Respected Dr. Shogan, 

My name is Archit, and I am a graduate student in the MA in Communication, Culture, and Technology program at Georgetown University. This is an open letter regarding the artifact ‘Slaves Build Capitol and White House’ at the ‘Bending Towards Justice’ exhibit in the David M. Rubenstein Gallery at the National Archives Museum. The artifact in question undermines the history of slavery in the United States. I recommend a complete rewrite of the artifact as the first step towards decolonizing and recentering voices of people of color at the National Archives Museum and all museums nationwide.

Image 1: Photograph of the artifact superimposed on ‘Slavery in Democracy’ subsection 

I researched this artifact for a class called Critical Discourse Analysis (CDA) taught by Professor Tyrel Campbell in Fall 2023. CDA, an interdisciplinary research methodology, focuses on the use of language to construct knowledge, ideology, and power. My final paper — “Decoding Systemic Racism in the Artifact ‘Slaves Build Capital and White House’ at the National Archives Museum”— forms the basis for this open letter. I was fortunate to have the opportunity to present my findings at the Columbia School of Journalism this past summer and more recently at the 2024 Association for the Study of African American Life and History (ASALH) annual conference. The overwhelming feedback I received about the artifact is that it needs to be written better.

Image 2: Screenshot a poll taken in Columbia University where 20 people voted.

For my final paper, I had coded (annotated) the text into subject, verbs, and compliment.
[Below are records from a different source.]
//! Mathematical utilities for FEA calculations

pub mod sparse;

use nalgebra::{DMatrix, DVector, Matrix3, SMatrix, SVector, Vector3};

use crate::error::{FEAError, FEAResult};

// Re-export sparse utilities
pub use sparse::{sparse_matvec, SkylineCholesky, SparseMatrixBuilder};

pub type Mat = DMatrix<f64>;
pub type Vec = DVector<f64>;
pub type Mat3 = Matrix3<f64>;
pub type Vec3 = Vector3<f64>;

/// 12x12 matrix for member stiffness
pub type Mat12 = SMatrix<f64, 12, 12>;
/// 12-element vector for member forces/displacements
pub type Vec12 = SVector<f64, 12>;

/// A factorization stopped at a pivot that is non-positive or negligible
/// compared with the original diagonal term of the same equation.
#[derive(Debug, Clone, Copy, PartialEq)]
pub struct SingularPivot {
    /// Equation index (in the factorized system) of the failing pivot
    pub index: usize,
}

/// Compute the 3x3 direction cosine matrix of a frame element
///
/// Rows are the local x, y, z axes expressed in global coordinates,
/// following the PyNite convention:
/// - horizontal members: local y = global Y (up), z = x cross y
/// - vertical members: local z = global Z
/// - inclined members: local z stays horizontal, y = z cross x
pub fn member_rotation_matrix(i_node: &Vec3, j_node: &Vec3, rotation: f64) -> FEAResult<Mat3> {
    let d = j_node - i_node;
    let length = d.norm();
    if length < 1e-10 {
        return Err(FEAError::InvalidGeometry(format!(
            "member from {:?} to {:?} has zero length",
            i_node.as_slice(),
            j_node.as_slice()
        )));
    }
    let x = d / length;

    let (y, z) = if x[0].abs() < 1e-10 && x[2].abs() < 1e-10 {
        // Vertical member
        let y = if x[1] > 0.0 { Vec3::new(-1.0, 0.0, 0.0) } else { Vec3::new(1.0, 0.0, 0.0) };
        (y, Vec3::new(0.0, 0.0, 1.0))
    } else if d[1].abs() < 1e-10 {
        // Horizontal member
        let y = Vec3::new(0.0, 1.0, 0.0);
        (y, x.cross(&y).normalize())
    } else {
        // Inclined member: keep z in the global XZ plane
        let proj = Vec3::new(d[0], 0.0, d[2]);
        let z = (if x[1] > 0.0 { proj.cross(&x) } else { x.cross(&proj) }).normalize();
        (z.cross(&x).normalize(), z)
    };

    // Member rotation about local x-axis
    let (y, z) = if rotation.abs() > 1e-10 {
        let (sin_r, cos_r) = rotation.sin_cos();
        (y * cos_r + z * sin_r, -y * sin_r + z * cos_r)
    } else {
        (y, z)
    };

    Ok(Mat3::from_rows(&[x.transpose(), y.transpose(), z.transpose()]))
}

/// Compute the 12x12 transformation matrix (global to local) of a frame element
pub fn member_transformation_matrix(i_node: &Vec3, j_node: &Vec3, rotation: f64) -> FEAResult<Mat12> {
    let r = member_rotation_matrix(i_node, j_node, rotation)?;
    let mut t = Mat12::zeros();
    for block in 0..4 {
        let offset = block * 3;
        t.fixed_view_mut::<3, 3>(offset, offset).copy_from(&r);
    }
    Ok(t)
}

/// Compute the local stiffness matrix for a 3D frame element
///
/// # Arguments
/// * `e` - Modulus of elasticity
/// * `g` - Shear modulus
/// * `a` - Cross-sectional area
/// * `iy` - Moment of inertia about local y-axis
/// * `iz` - Moment of inertia about local z-axis
/// * `j` - Torsional constant
/// * `length` - Element length
pub fn member_local_stiffness(
    e: f64,
    g: f64,
    a: f64,
    iy: f64,
    iz: f64,
    j: f64,
    length: f64,
) -> Mat12 {
    let l = length;
    let l2 = l * l;
    let l3 = l2 * l;

    let ea_l = e * a / l;
    let gj_l = g * j / l;

    let eiy_l3 = e * iy / l3;
    let eiy_l2 = e * iy / l2;
    let eiy_l = e * iy / l;

    let eiz_l3 = e * iz / l3;
    let eiz_l2 = e * iz / l2;
    let eiz_l = e * iz / l;

    #[rustfmt::skip]
    let data = [
        ea_l,      0.0,          0.0,           0.0,    0.0,           0.0,          -ea_l,     0.0,          0.0,           0.0,    0.0,           0.0,
        0.0,       12.0*eiz_l3,  0.0,           0.0,    0.0,           6.0*eiz_l2,   0.0,       -12.0*eiz_l3, 0.0,           0.0,    0.0,           6.0*eiz_l2,
        0.0,       0.0,          12.0*eiy_l3,   0.0,    -6.0*eiy_l2,   0.0,          0.0,       0.0,          -12.0*eiy_l3,  0.0,    -6.0*eiy_l2,   0.0,
        0.0,       0.0,          0.0,           gj_l,   0.0,           0.0,          0.0,       0.0,          0.0,           -gj_l,  0.0,           0.0,
        0.0,       0.0,          -6.0*eiy_l2,   0.0,    4.0*eiy_l,     0.0,          0.0,       0.0,          6.0*eiy_l2,    0.0,    2.0*eiy_l,     0.0,
        0.0,       6.0*eiz_l2,   0.0,           0.0,    0.0,           4.0*eiz_l,    0.0,       -6.0*eiz_l2,  0.0,           0.0,    0.0,           2.0*eiz_l,
        -ea_l,     0.0,          0.0,           0.0,    0.0,           0.0,          ea_l,      0.0,          0.0,           0.0,    0.0,           0.0,
        0.0,       -12.0*eiz_l3, 0.0,           0.0,    0.0,           -6.0*eiz_l2,  0.0,       12.0*eiz_l3,  0.0,           0.0,    0.0,           -6.0*eiz_l2,
        0.0,       0.0,          -12.0*eiy_l3,  0.0,    6.0*eiy_l2,    0.0,          0.0,       0.0,          12.0*eiy_l3,   0.0,    6.0*eiy_l2,    0.0,
        0.0,       0.0,          0.0,           -gj_l,  0.0,           0.0,          0.0,       0.0,          0.0,           gj_l,   0.0,           0.0,
        0.0,       0.0,          -6.0*eiy_l2,   0.0,    2.0*eiy_l,     0.0,          0.0,       0.0,          6.0*eiy_l2,    0.0,    4.0*eiy_l,     0.0,
        0.0,       6.0*eiz_l2,   0.0,           0.0,    0.0,           2.0*eiz_l,    0.0,       -6.0*eiz_l2,  0.0,           0.0,    0.0,           4.0*eiz_l,
    ];

    Mat12::from_row_slice(&data)
}

/// Hermite shape functions [N1, N2, N3, N4] at distance `a` along an element
fn hermite(a: f64, l: f64) -> [f64; 4] {
    let s = a / l;
    let s2 = s * s;
    let s3 = s2 * s;
    [
        1.0 - 3.0 * s2 + 2.0 * s3,
        l * (s - 2.0 * s2 + s3),
        3.0 * s2 - 2.0 * s3,
        l * (s3 - s2),
    ]
}

/// Slopes of the Hermite shape functions at distance `a`
fn hermite_slope(a: f64, l: f64) -> [f64; 4] {
    let s = a / l;
    let s2 = s * s;
    [
        (6.0 * s2 - 6.0 * s) / l,
        1.0 - 4.0 * s + 3.0 * s2,
        (6.0 * s - 6.0 * s2) / l,
        3.0 * s2 - 2.0 * s,
    ]
}

/// Compute fixed end reactions for a concentrated force
///
/// # Arguments
/// * `p` - Load magnitude
/// * `a` - Distance from i-node to load
/// * `length` - Element length
/// * `direction` - Local axis index (0=x, 1=y, 2=z)
pub fn fer_point_load(p: f64, a: f64, length: f64, direction: usize) -> Vec12 {
    let mut fer = Vec12::zeros();

    match direction {
        0 => {
            let s = a / length;
            fer[0] = -p * (1.0 - s);
            fer[6] = -p * s;
        }
        1 => {
            let n = hermite(a, length);
            fer[1] = -p * n[0];
            fer[5] = -p * n[1];
            fer[7] = -p * n[2];
            fer[11] = -p * n[3];
        }
        2 => {
            let n = hermite(a, length);
            fer[2] = -p * n[0];
            fer[4] = p * n[1];
            fer[8] = -p * n[2];
            fer[10] = p * n[3];
        }
        _ => {}
    }

    fer
}

/// Compute fixed end reactions for a concentrated moment
///
/// # Arguments
/// * `m` - Moment magnitude (right-hand rule about the local axis)
/// * `a` - Distance from i-node to load
/// * `length` - Element length
/// * `direction` - Local axis index (0=x torsion, 1=y, 2=z)
pub fn fer_point_moment(m: f64, a: f64, length: f64, direction: usize) -> Vec12 {
    let mut fer = Vec12::zeros();

    match direction {
        0 => {
            let s = a / length;
            fer[3] = -m * (1.0 - s);
            fer[9] = -m * s;
        }
        1 => {
            // theta_y = -dw/dx
            let dn = hermite_slope(a, length);
            fer[2] = m * dn[0];
            fer[4] = -m * dn[1];
            fer[8] = m * dn[2];
            fer[10] = -m * dn[3];
        }
        2 => {
            // theta_z = dv/dx
            let dn = hermite_slope(a, length);
            fer[1] = -m * dn[0];
            fer[5] = -m * dn[1];
            fer[7] = -m * dn[2];
            fer[11] = -m * dn[3];
        }
        _ => {}
    }

    fer
}

/// Compute fixed end reactions for a linearly varying load on [x1, x2]
///
/// Integrated with 3-point Gauss-Legendre quadrature, which is exact for a
/// linear load against cubic shape functions.
pub fn fer_linear_load(
    w1: f64,
    w2: f64,
    x1: f64,
    x2: f64,
    length: f64,
    direction: usize,
) -> Vec12 {
    const POINTS: [(f64, f64); 3] = [
        (-0.774_596_669_241_483_4, 5.0 / 9.0),
        (0.0, 8.0 / 9.0),
        (0.774_596_669_241_483_4, 5.0 / 9.0),
    ];

    let span = x2 - x1;
    if span <= 0.0 {
        return Vec12::zeros();
    }
    let half = span / 2.0;
    let mid = (x1 + x2) / 2.0;

    POINTS.iter().fold(Vec12::zeros(), |acc, &(t, weight)| {
        let x = mid + half * t;
        let w = w1 + (w2 - w1) * (x - x1) / span;
        acc + fer_point_load(w * weight * half, x, length, direction)
    })
}

/// Solve a symmetric positive definite system with a dense Cholesky factorization
///
/// Pivots below `pivot_tolerance` times the original diagonal term are
/// reported as singular.
pub fn solve_cholesky(a: &Mat, b: &Vec, pivot_tolerance: f64) -> Result<Vec, Option<SingularPivot>> {
    let chol = a.clone().cholesky().ok_or(None)?;
    let l = chol.l_dirty();
    for i in 0..a.nrows() {
        let pivot = l[(i, i)] * l[(i, i)];
        if pivot <= pivot_tolerance * a[(i, i)].abs() {
            return Err(Some(SingularPivot { index: i }));
        }
    }
    Ok(chol.solve(b))
}

#[cfg(test)]
mod tests {
    use super::*;
    use approx::assert_relative_eq;

    #[test]
    fn test_transformation_matrix_horizontal() {
        let t = member_transformation_matrix(&Vec3::zeros(), &Vec3::new(10.0, 0.0, 0.0), 0.0).unwrap();

        assert_relative_eq!(t[(0, 0)], 1.0, epsilon = 1e-10);
        assert_relative_eq!(t[(1, 1)], 1.0, epsilon = 1e-10);
        assert_relative_eq!(t[(2, 2)], 1.0, epsilon = 1e-10);
        assert_relative_eq!(t[(11, 11)], 1.0, epsilon = 1e-10);
    }

    #[test]
    fn test_transformation_matrix_vertical() {
        let t = member_transformation_matrix(&Vec3::zeros(), &Vec3::new(0.0, 10.0, 0.0), 0.0).unwrap();

        assert_relative_eq!(t[(0, 1)], 1.0, epsilon = 1e-10);
        assert_relative_eq!(t[(1, 0)], -1.0, epsilon = 1e-10);
        assert_relative_eq!(t[(2, 2)], 1.0, epsilon = 1e-10);
    }

    #[test]
    fn test_zero_length_member_is_rejected() {
        let result = member_transformation_matrix(&Vec3::repeat(1.0), &Vec3::repeat(1.0), 0.0);
        assert!(matches!(result, Err(FEAError::InvalidGeometry(_))));
    }

    #[test]
    fn test_local_stiffness_symmetry() {
        let k = member_local_stiffness(200e9, 77e9, 0.01, 1e-4, 2e-4, 1e-5, 10.0);
        for i in 0..12 {
            for j in 0..12 {
                assert_relative_eq!(k[(i, j)], k[(j, i)], epsilon = 1e-6);
            }
        }
    }

    #[test]
    fn test_fer_point_load_at_midspan() {
        let (p, l) = (-100.0, 8.0);
        let fer = fer_point_load(p, l / 2.0, l, 1);

        assert_relative_eq!(fer[1], -p / 2.0, epsilon = 1e-10);
        assert_relative_eq!(fer[7], -p / 2.0, epsilon = 1e-10);
        assert_relative_eq!(fer[5], -p * l / 8.0, epsilon = 1e-10);
        assert_relative_eq!(fer[11], p * l / 8.0, epsilon = 1e-10);
    }

    #[test]
    fn test_fer_full_uniform_load_matches_closed_form() {
        let (w, l) = (3.0, 6.0);
        let fer = fer_linear_load(w, w, 0.0, l, l, 1);

        assert_relative_eq!(fer[1], -w * l / 2.0, epsilon = 1e-10);
        assert_relative_eq!(fer[5], -w * l * l / 12.0, epsilon = 1e-10);
        assert_relative_eq!(fer[7], -w * l / 2.0, epsilon = 1e-10);
        assert_relative_eq!(fer[11], w * l * l / 12.0, epsilon = 1e-10);
    }

    #[test]
    fn test_fer_triangular_load_resultant() {
        // Zero at i, w at j: resultant w*L/2 acting at 2L/3
        let (w, l) = (6.0, 9.0);
        let fer = fer_linear_load(0.0, w, 0.0, l, l, 1);

        assert_relative_eq!(fer[1] + fer[7], -w * l / 2.0, epsilon = 1e-10);
        assert_relative_eq!(fer[1], -3.0 * w * l / 20.0, epsilon = 1e-10);
        assert_relative_eq!(fer[5], -w * l * l / 30.0, epsilon = 1e-10);
        assert_relative_eq!(fer[11], w * l * l / 20.0, epsilon = 1e-10);
    }

    #[test]
    fn test_fer_point_moment_balances() {
        let (m, a, l) = (50.0, 2.0, 10.0);
        let fer = fer_point_moment(m, a, l, 2);

        // No net force, and the end moments plus the shear couple carry -m
        assert_relative_eq!(fer[1] + fer[7], 0.0, epsilon = 1e-10);
        assert_relative_eq!(fer[5] + fer[11] + fer[7] * l, -m, epsilon = 1e-10);
    }

    #[test]
    fn test_dense_cholesky_flags_singular_system() {
        let a = Mat::from_row_slice(2, 2, &[1.0, -1.0, -1.0, 1.0]);
        let b = Vec::from_vec(vec![1.0, -1.0]);
        assert!(solve_cholesky(&a, &b, 1e-10).is_err());

        let a = Mat::from_row_slice(2, 2, &[4.0, 1.0, 1.0, 3.0]);
        let b = Vec::from_vec(vec![1.0, 2.0]);
        let x = solve_cholesky(&a, &b, 1e-10).unwrap();
        assert_relative_eq!(4.0 * x[0] + x[1], 1.0, epsilon = 1e-12);
        assert_relative_eq!(x[0] + 3.0 * x[1], 2.0, epsilon = 1e-12);
    }
}
//! Point loads on members

use serde::{Deserialize, Serialize};

/// Direction of a member load
///
/// Lower-case variants are in member-local axes, upper-case in global axes.
#[derive(Debug, Clone, Copy, Serialize, Deserialize, PartialEq)]
pub enum LoadDirection {
    /// Force in member's local x direction (axial)
    Fx,
    /// Force in member's local y direction
    Fy,
    /// Force in member's local z direction
    Fz,
    /// Moment about member's local x axis (torsion)
    Mx,
    /// Moment about member's local y axis
    My,
    /// Moment about member's local z axis
    Mz,
    /// Force in global X direction
    FX,
    /// Force in global Y direction
    FY,
    /// Force in global Z direction
    FZ,
    /// Moment about global X axis
    MX,
    /// Moment about global Y axis
    MY,
    /// Moment about global Z axis
    MZ,
}

impl LoadDirection {
    /// Check if this direction is in member-local coordinates
    pub fn is_local(self) -> bool {
        matches!(
            self,
            Self::Fx | Self::Fy | Self::Fz | Self::Mx | Self::My | Self::Mz
        )
    }

    /// Check if this direction is a moment rather than a force
    pub fn is_moment(self) -> bool {
        matches!(
            self,
            Self::Mx | Self::My | Self::Mz | Self::MX | Self::MY | Self::MZ
        )
    }

    /// Axis index (0 = x, 1 = y, 2 = z) in the direction's own coordinate system
    pub fn axis(self) -> usize {
        match self {
            Self::Fx | Self::Mx | Self::FX | Self::MX => 0,
            Self::Fy | Self::My | Self::FY | Self::MY => 1,
            Self::Fz | Self::Mz | Self::FZ | Self::MZ => 2,
        }
    }
}

/// A concentrated force or moment on a member
#[derive(Debug, Clone, Serialize, Deserialize)]
pub struct PointLoad {
    /// Load magnitude
    pub magnitude: f64,
    /// Distance from i-node
    pub position: f64,
    /// Load direction
    pub direction: LoadDirection,
    /// Load case
    pub case: String,
}

impl PointLoad {
    /// Create a new point load
    pub fn new(magnitude: f64, position: f64, direction: LoadDirection, case: &str) -> Self {
        Self {
            magnitude,
            position,
            direction,
            case: case.to_string(),
        }
    }

    /// Create a downward (negative Y) point load in global coordinates
    pub fn downward(magnitude: f64, position: f64, case: &str) -> Self {
        Self::new(-magnitude.abs(), position, LoadDirection::FY, case)
    }

    /// Create a concentrated moment about the member's local z axis
    pub fn moment_z(magnitude: f64, position: f64, case: &str) -> Self {
        Self::new(magnitude, position, LoadDirection::Mz, case)
    }

    /// Scale the load by a factor
    pub fn scaled(&self, factor: f64) -> Self {
        Self {
            magnitude: self.magnitude * factor,
            ..self.clone()
        }
    }
}
use approx::assert_relative_eq;
use fea_solver::prelude::*;

const E: f64 = 200e9;

fn init_logging() {
    let _ = env_logger::builder().is_test(true).try_init();
}

/// Beam along X on `n` nodes, axial/out-of-plane/torsion restrained everywhere.
fn spring_beam(n: usize, length: f64, springs: &[(usize, f64)]) -> FEModel {
    init_logging();
    let mut model = FEModel::new();
    model.add_material("Steel", Material::isotropic(E, 0.3, 7850.0)).unwrap();
    model.add_section("R", Section::rectangular(0.3, 0.5)).unwrap();

    for i in 0..n {
        let name = format!("N{}", i + 1);
        let x = length * i as f64 / (n - 1) as f64;
        model.add_node(&name, Node::new(x, 0.0, 0.0)).unwrap();
        model
            .add_support(&name, Support::with_restraints(true, false, true, true, false, false))
            .unwrap();
    }
    for &(idx, k) in springs {
        model.add_support_spring(&format!("N{}", idx), Dof::DY, k).unwrap();
    }

    let last = format!("N{}", n);
    model.add_member("M1", Member::new("N1", &last, "Steel", "R")).unwrap();
    model
}

fn iz() -> f64 {
    Section::rectangular(0.3, 0.5).iz
}

#[test]
fn cantilever_tip_deflection_matches_closed_form() {
    let (p, l) = (10000.0, 10.0);
    let mut model = FEModel::new();
    model.add_material("Steel", Material::isotropic(E, 0.3, 7850.0)).unwrap();
    model.add_section("R", Section::rectangular(0.3, 0.5)).unwrap();
    model.add_node("N1", Node::new(0.0, 0.0, 0.0)).unwrap();
    model.add_node("N2", Node::new(l, 0.0, 0.0)).unwrap();
    model.add_member("M1", Member::new("N1", "N2", "Steel", "R")).unwrap();
    model.add_support("N1", Support::fixed()).unwrap();
    model.add_node_load("N2", NodeLoad::fy(-p, "Case 1")).unwrap();

    model.analyze(AnalysisOptions::linear().with_statics_check()).unwrap();

    let tip = model.node_displacement("N2", "Combo 1").unwrap();
    assert_relative_eq!(tip.dy, -p * l.powi(3) / (3.0 * E * iz()), max_relative = 1e-9);

    let base = model.node_reactions("N1", "Combo 1").unwrap();
    assert_relative_eq!(base.fy, p, max_relative = 1e-9);
    assert_relative_eq!(base.mz, p * l, max_relative = 1e-9);
}

#[test]
fn stiff_end_springs_act_as_simple_supports() {
    let (p, l) = (10000.0, 6.0);
    let mut model = spring_beam(3, l, &[(1, 1e12), (3, 1e12)]);
    model
        .add_member_point_load("M1", PointLoad::new(-p, l / 2.0, LoadDirection::Fy, "Case 1"))
        .unwrap();

    model.analyze_linear().unwrap();

    for end in ["N1", "N3"] {
        let rxn = model.node_reactions(end, "Combo 1").unwrap();
        assert_relative_eq!(rxn.fy, p / 2.0, max_relative = 1e-9);
    }
    // Interior node has no spring, so it reports no vertical reaction
    assert_eq!(model.node_reactions("N2", "Combo 1").unwrap().fy, 0.0);

    let mid = model.node_displacement("N2", "Combo 1").unwrap();
    assert_relative_eq!(mid.dy, -p * l.powi(3) / (48.0 * E * iz()), max_relative = 1e-6);
}

#[test]
fn point_moment_is_reacted_by_a_couple() {
    let (m, l) = (5000.0, 6.0);
    let mut model = spring_beam(3, l, &[(1, 1e12), (3, 1e12)]);
    model
        .add_member_point_load("M1", PointLoad::moment_z(m, 2.0, "Case 1"))
        .unwrap();

    model.analyze_linear().unwrap();

    let left = model.node_reactions("N1", "Combo 1").unwrap();
    let right = model.node_reactions("N3", "Combo 1").unwrap();
    assert_relative_eq!(left.fy, m / l, max_relative = 1e-8);
    assert_relative_eq!(right.fy, -m / l, max_relative = 1e-8);
}

#[test]
fn free_ends_carry_no_moment() {
    let springs: Vec<(usize, f64)> = (1..=9).map(|i| (i, 5.0e7)).collect();
    let mut model = spring_beam(9, 8.0, &springs);
    model
        .add_member_point_load("M1", PointLoad::new(-20000.0, 3.3, LoadDirection::Fy, "Case 1"))
        .unwrap();
    model
        .add_member_dist_load(
            "M1",
            DistributedLoad::new(-1000.0, -4000.0, 1.0, 6.5, LoadDirection::Fy, "Case 1"),
        )
        .unwrap();

    model.analyze(AnalysisOptions::linear().with_statics_check()).unwrap();

    let scale = 20000.0 * 8.0;
    let i_end = model.member_forces_i("M1", "Combo 1").unwrap();
    let j_end = model.member_forces_j("M1", "Combo 1").unwrap();
    assert!(i_end.moment_z.abs() < 1e-8 * scale, "i-end moment {}", i_end.moment_z);
    assert!(j_end.moment_z.abs() < 1e-8 * scale, "j-end moment {}", j_end.moment_z);

    // 20000 + (1000 + 4000) / 2 * 5.5
    let total: f64 = (1..=9)
        .map(|i| model.node_reactions(&format!("N{}", i), "Combo 1").unwrap().fy)
        .sum();
    assert_relative_eq!(total, 33750.0, max_relative = 1e-9);

    let summary = model.summary("Combo 1").unwrap();
    assert_eq!(summary.num_segments, 8);
    assert_eq!(summary.free_dofs, 9 * 3);
}

#[test]
fn dense_and_skyline_solvers_agree() {
    let springs: Vec<(usize, f64)> = (1..=12).map(|i| (i, 2.0e6 + 1.0e5 * i as f64)).collect();
    let build = || {
        let mut model = spring_beam(12, 11.0, &springs);
        model
            .add_member_point_load("M1", PointLoad::new(-7500.0, 4.2, LoadDirection::Fy, "Case 1"))
            .unwrap();
        model
            .add_member_point_load("M1", PointLoad::moment_z(3000.0, 9.1, "Case 1"))
            .unwrap();
        model
    };

    let mut sparse = build();
    sparse.analyze(AnalysisOptions::linear()).unwrap();
    let mut dense = build();
    dense.analyze(AnalysisOptions::linear().dense()).unwrap();

    for i in 1..=12 {
        let name = format!("N{}", i);
        let a = sparse.node_reactions(&name, "Combo 1").unwrap();
        let b = dense.node_reactions(&name, "Combo 1").unwrap();
        assert_relative_eq!(a.fy, b.fy, epsilon = 1e-6, max_relative = 1e-9);

        let a = sparse.node_displacement(&name, "Combo 1").unwrap();
        let b = dense.node_displacement(&name, "Combo 1").unwrap();
        assert_relative_eq!(a.dy, b.dy, epsilon = 1e-15, max_relative = 1e-9);
    }
}

#[test]
fn single_spring_reaction_opposes_displacement() {
    let (k, f) = (2.5e5, 1200.0);
    let mut model = FEModel::new();
    model.add_node("S", Node::new(0.0, 0.0, 0.0)).unwrap();
    model
        .add_support("S", Support::with_restraints(true, false, true, true, true, true))
        .unwrap();
    model.add_support_spring("S", Dof::DY, k).unwrap();
    model.add_node_load("S", NodeLoad::fy(-f, "Case 1")).unwrap();

    model.analyze_linear().unwrap();

    let d = model.node_displacement("S", "Combo 1").unwrap().dy;
    assert_relative_eq!(d, -f / k, max_relative = 1e-12);
    let r = model.node_reactions("S", "Combo 1").unwrap();
    assert_relative_eq!(r.fy, -k * d, max_relative = 1e-12);
}

#[test]
fn beam_without_springs_is_reported_unstable() {
    for options in [AnalysisOptions::linear(), AnalysisOptions::linear().dense()] {
        let mut model = spring_beam(4, 6.0, &[]);
        model
            .add_member_point_load("M1", PointLoad::new(-1.0, 3.0, LoadDirection::Fy, "Case 1"))
            .unwrap();
        let err = model.analyze(options).unwrap_err();
        assert!(err.is_instability(), "got {err}");
    }
}

#[test]
fn fine_spring_bed_reports_spring_forces() {
    let (p, l, n) = (10000.0, 10.0, 1001);
    let k = 1.0e6;
    let springs: Vec<(usize, f64)> = (1..=n).map(|i| (i, k)).collect();
    let mut model = spring_beam(n, l, &springs);
    model
        .add_member_point_load("M1", PointLoad::new(-p, l / 2.0, LoadDirection::Fy, "Case 1"))
        .unwrap();

    model.analyze(AnalysisOptions::linear()).unwrap();

    let mut total = 0.0;
    for i in 1..=n {
        let name = format!("N{}", i);
        let fy = model.node_reactions(&name, "Combo 1").unwrap().fy;
        let dy = model.node_displacement(&name, "Combo 1").unwrap().dy;
        assert_eq!(fy, -k * dy);
        total += fy;
    }
    assert_relative_eq!(total, p, max_relative = 1e-4);
}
For my most recent 20-minute presentation of this paper at ASALH, I recoded the sentences into two categories for more effective communication: manipulative (sentences undermine slavery through backgrounding the practice of enslavement or usage of verbs that undermine the historic exploitation of those enslaved) and mis/disinformation (for demonstrably false statements, I have deliberately used mis/disinformation because establishing the motive or lack of motive was beyond the scope of the paper). For the sake of brevity in this letter, I would like to focus on two main themes.

Image 3: (Left to Right) Sentences in the artifact coded into two categories, Visual representation of the coding

Missing Reparative Terms: As per the National Archives and Records Administration’s (NARA) website, it is making efforts to support reparative description. Yet the very first word of the artifact is “slaves”. The other non-reparative term in the artifact is “their owners” — instead of enslaver. The 1:1 ratio between non-reparative and reparative terms highlights the ongoing national discourse about  embracing reparative terms

Image 4: Highlighting reparative and non-reparative terms in the artifact. 

Representation: Since 2014, the David M. Rubenstein Gallery has hosted the Records of Right exhibit, which has many sub-sections. In the same year, NARA posted a video on YouTube where curators from each section talked about their exhibition. Jennifer Johnson curated the ‘Remembering the Ladies’ section, while Michael Hussey was the curator for ‘Bending Towards Justice’— where the artifact is located. Here, we must laud NARA for assigning a woman for ‘Remembering the Ladies’ and at the same time ask, why wasn’t a black curator chosen for ‘Bending Towards Justice’?   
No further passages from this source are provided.